▸ **Work task**: From the listing below, copy each line where "FilteredActivity" occurs.

┌────────

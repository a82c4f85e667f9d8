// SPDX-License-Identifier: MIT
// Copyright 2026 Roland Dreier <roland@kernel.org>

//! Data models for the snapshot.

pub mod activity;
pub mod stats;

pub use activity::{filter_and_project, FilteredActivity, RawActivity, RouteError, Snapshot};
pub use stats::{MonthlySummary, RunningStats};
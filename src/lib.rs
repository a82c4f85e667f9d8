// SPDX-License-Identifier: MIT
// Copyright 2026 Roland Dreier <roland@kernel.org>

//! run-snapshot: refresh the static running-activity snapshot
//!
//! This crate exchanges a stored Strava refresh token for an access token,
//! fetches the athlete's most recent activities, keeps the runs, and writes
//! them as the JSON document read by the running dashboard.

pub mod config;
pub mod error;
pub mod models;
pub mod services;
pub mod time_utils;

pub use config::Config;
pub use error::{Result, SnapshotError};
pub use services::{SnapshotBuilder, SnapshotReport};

└────────
┌────────

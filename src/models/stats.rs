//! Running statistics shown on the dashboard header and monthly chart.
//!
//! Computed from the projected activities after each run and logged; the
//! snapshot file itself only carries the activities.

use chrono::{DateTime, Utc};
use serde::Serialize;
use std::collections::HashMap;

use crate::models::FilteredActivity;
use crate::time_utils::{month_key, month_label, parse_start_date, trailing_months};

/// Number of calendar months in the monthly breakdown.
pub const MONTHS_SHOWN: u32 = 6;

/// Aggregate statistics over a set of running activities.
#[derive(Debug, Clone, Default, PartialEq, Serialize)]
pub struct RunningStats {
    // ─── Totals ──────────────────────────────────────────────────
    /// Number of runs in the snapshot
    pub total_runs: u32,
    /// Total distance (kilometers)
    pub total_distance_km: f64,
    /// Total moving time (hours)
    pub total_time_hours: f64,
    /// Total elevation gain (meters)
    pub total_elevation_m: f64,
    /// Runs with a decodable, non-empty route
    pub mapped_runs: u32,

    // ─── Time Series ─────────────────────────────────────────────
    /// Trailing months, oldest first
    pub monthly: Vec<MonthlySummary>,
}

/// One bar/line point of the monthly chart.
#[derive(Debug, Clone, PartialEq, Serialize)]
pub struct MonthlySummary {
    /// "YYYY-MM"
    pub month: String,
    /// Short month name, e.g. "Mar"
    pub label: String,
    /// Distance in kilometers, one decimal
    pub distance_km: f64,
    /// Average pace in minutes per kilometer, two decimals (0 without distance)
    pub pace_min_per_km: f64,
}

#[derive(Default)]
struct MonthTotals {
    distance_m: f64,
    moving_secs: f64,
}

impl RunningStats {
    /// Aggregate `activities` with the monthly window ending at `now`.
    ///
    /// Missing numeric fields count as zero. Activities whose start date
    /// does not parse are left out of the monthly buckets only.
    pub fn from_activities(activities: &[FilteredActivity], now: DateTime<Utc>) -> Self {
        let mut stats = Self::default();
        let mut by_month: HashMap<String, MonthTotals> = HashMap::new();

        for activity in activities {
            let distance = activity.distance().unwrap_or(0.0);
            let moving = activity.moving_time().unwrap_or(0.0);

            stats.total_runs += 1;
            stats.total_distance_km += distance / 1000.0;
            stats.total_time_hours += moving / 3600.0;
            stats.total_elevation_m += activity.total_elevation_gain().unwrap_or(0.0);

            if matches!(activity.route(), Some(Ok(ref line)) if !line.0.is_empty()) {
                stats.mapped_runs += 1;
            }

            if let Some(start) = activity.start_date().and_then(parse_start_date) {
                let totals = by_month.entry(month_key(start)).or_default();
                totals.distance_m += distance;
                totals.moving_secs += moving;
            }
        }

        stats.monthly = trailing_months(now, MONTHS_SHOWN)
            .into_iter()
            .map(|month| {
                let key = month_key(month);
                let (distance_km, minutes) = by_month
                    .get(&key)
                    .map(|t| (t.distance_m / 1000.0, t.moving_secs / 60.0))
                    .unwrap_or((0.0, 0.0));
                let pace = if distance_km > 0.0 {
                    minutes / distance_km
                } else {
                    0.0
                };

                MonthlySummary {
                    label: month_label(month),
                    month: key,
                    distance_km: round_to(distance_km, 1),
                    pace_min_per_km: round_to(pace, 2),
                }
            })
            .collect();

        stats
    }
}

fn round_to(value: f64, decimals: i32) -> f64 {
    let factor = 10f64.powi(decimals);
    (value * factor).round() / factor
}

└────────

▸ **Exercise solution**:
pub use activity::{filter_and_project, FilteredActivity, RawActivity, RouteError, Snapshot};
use crate::models::FilteredActivity;
    pub fn from_activities(activities: &[FilteredActivity], now: DateTime<Utc>) -> Self {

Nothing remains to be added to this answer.